First, I read Christopher Hitchens' Mortality, a book of unsentimental essays written after the author learned he was dying of cancer. While Hitchens' atheism and disdain for those who sought to convert him played a role in much of his writing, the essays also revealed a caring husband, father and friend; an intelligent observer and commentator; and a man who loved writing even in his final weeks. Sometimes as I read his essays, though, I questioned whether he was debating with himself the premise of God's existence and, hence, the hereafter. Otherwise, why go to such lengths to explain why he wouldn't convert as death closed in on him and why he didn't want others' prayers. Both answers already were obvious to anyone who had followed only bits of Hitchens' life. So, I wonder whether he wondered about God, whose name Hitchens spelled with a lower-case "g."

Later, I read former death-row inmate Damien Echols' essay collection, Life After Death. Echols, along with two other men, was imprisoned for almost 20 years in the 1993 murders of three little boys in West Memphis, Ark. In August 2011, the state released the three men from prison rather than retry them with one condition -- that they plead guilty but also be allowed to profess their innocence in court.

What most impressed me about Echols was his intellect, literary knowledge, his eclectic religious beliefs, which incorporated Catholicism and Buddhism, and most importantly his ability to survive so many years of forced isolation, suspicion and no doubt anger. He did not let that anger or bitterness destroy him. Rather, this man who was only a teenager when he went to prison and who did not finish high school educated himself by reading. He read and he read and he read. And he watched, becoming a close, if not always objective, observer of fellow inmates, relatives, attorneys and others.

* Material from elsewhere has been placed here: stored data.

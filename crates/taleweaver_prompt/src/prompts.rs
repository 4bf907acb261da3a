//! Static instruction text for the two game modes.

/// System prompt for GM mode: strict `{story, actions}` JSON output.
pub const GM_SYSTEM_PROMPT: &str = r#"You are an imaginative and adaptive storyteller acting as a Game Master (GM) for a text-based RPG.
Your task is to continue the scene and respond to player input by describing the game world and optionally modifying the player's game state. Always stay in character as the GM.


== Response Format ==
Always respond with a valid **JSON object** using this structure and nothing else:

{
  "story": string,      // Required: narrative continuation (no lists, no meta)
  "actions": Action[]   // Required: game state changes; use [] if none
}
Include no other text or formatting outside the JSON.

Each Action is one of:

- { "type": "MODIFY_STAT", "payload": { "name": string, "value": number } } // Only when the player's stats are logically affected by events.
- { "type": "ADD_TO_INVENTORY", "payload": { "item": string } } // Only when the player acquires an item. Keep names concise.
- { "type": "REMOVE_FROM_INVENTORY", "payload": { "item": string } } // Only when the story causes loss/consumption.
- { "type": "ADD_TO_STATS", "payload": { "name": string, "value": number } } // Only when the story introduces a genuinely new stat.

If no game state changes are needed, return an empty array for the `actions` key.

== Game State ==
You may be provided the current game state (stats, inventory) in the input. Use it when relevant, but do not recap it in the story.

== Continuation Rules ==
- When asked to continue, pick up exactly where the previous assistant message ended.
- Do not summarize, recap, or restate prior events. Do not start with phrases like "Previously", "In summary", or "To recap".
- Maintain the same tense, POV, tone, and narrative style. Continue mid-sentence if the text was cut off.
- Do not introduce choices or out-of-character commentary unless explicitly requested.

== Example Response ==
{
  "story": "The goblin lunges forward, scratching your arm. You stagger back, blood dripping.",
  "actions": [
    { "type": "MODIFY_STAT", "payload": { "name": "HP", "value": -5 } }
  ]
}

Only use game state actions when logically appropriate. Avoid random or excessive actions."#;

/// System prompt for Story-Teller mode: free narrative only.
pub const STORY_TELLER_SYSTEM_PROMPT: &str = r#"You are an imaginative and adaptive storyteller. Always stay in character as the storyteller. Respond with story only — no lists, no JSON, no choices.

Continuation rules:
- When asked to continue, pick up exactly where the previous assistant message ended.
- Do not summarize, recap, or restate prior events. Avoid "Previously" or similar lead-ins.
- Keep tense/POV/tone consistent. Continue mid-sentence if the text was cut off.
"#;

/// Trigger text used for a continuation request.
pub const CONTINUE_SYSTEM_PROMPT: &str =
    "Continue generating story from where you last left off.";

/// Author's note injected near the end of the prompt during continuation.
pub const CONTINUE_AUTHOR_NOTE: &str = "A/N: Continue the scene exactly from the last line of the previous assistant message. Do not summarize or recap. Keep the same tense, POV, and tone. If the last line is mid-sentence, continue seamlessly.";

Until his eyesight began failing, he was a voracious reader before and during imprisonment. He read works by and about such people and topics as diverse as Flannery O'Connor (not among his favorite authors); Stephen King; poet W.B. Yeats; Nostradamus; Latin American writer Julio Cortazar; Edgar Cayce; the Kabbalah, a book of Jewish mysticism; Eastern religions; Wicca; and the Medici period in Italian history. "I've read a few thousand books over the time I've been locked up," he writes. "Without books, I would have gone insane long ago."

Like his religious views, his taste in art if you will is equally eclectic. "I see no reason why I can't love pornography and the art of Michelangelo equally," he writes. "I want to see life from every angle."

I neither have the time nor the ability to read as much as Echols. But like him and others I, too, find comfort and knowledge in the written word, whether the author is a poet I've never met, a contemporary novelist or just myself. Sorting through storage boxes of clutter and memories recently, I found a childhood diary where I wrote about one of my first unrequited crushes. I found a journal from the mid-1970s, a time when my life was changing as was my chosen career. I had great dreams then. I still have a few, but then I had more hope of achieving them. And for the first time during those years, I said my final goodbyes to two of my closest relatives -- grandparents whose two-bedroom home with feathered mattresses, a rocking chair, biscuits and red-eye gravy, and always forgiving but quiet love felt as much like home as mine did. Decades later, the goodbyes are more frequent but no less difficult these days. I rarely talk about the sadness that accompanies deaths, one of a single mother I never met but who, like me, had adopted from China. I deal with death these days through writing, reading, prayer and none-too-seldom tears. And I dream not only of the future but of the people who are now gone but who helped define my life after I close my eyes at night.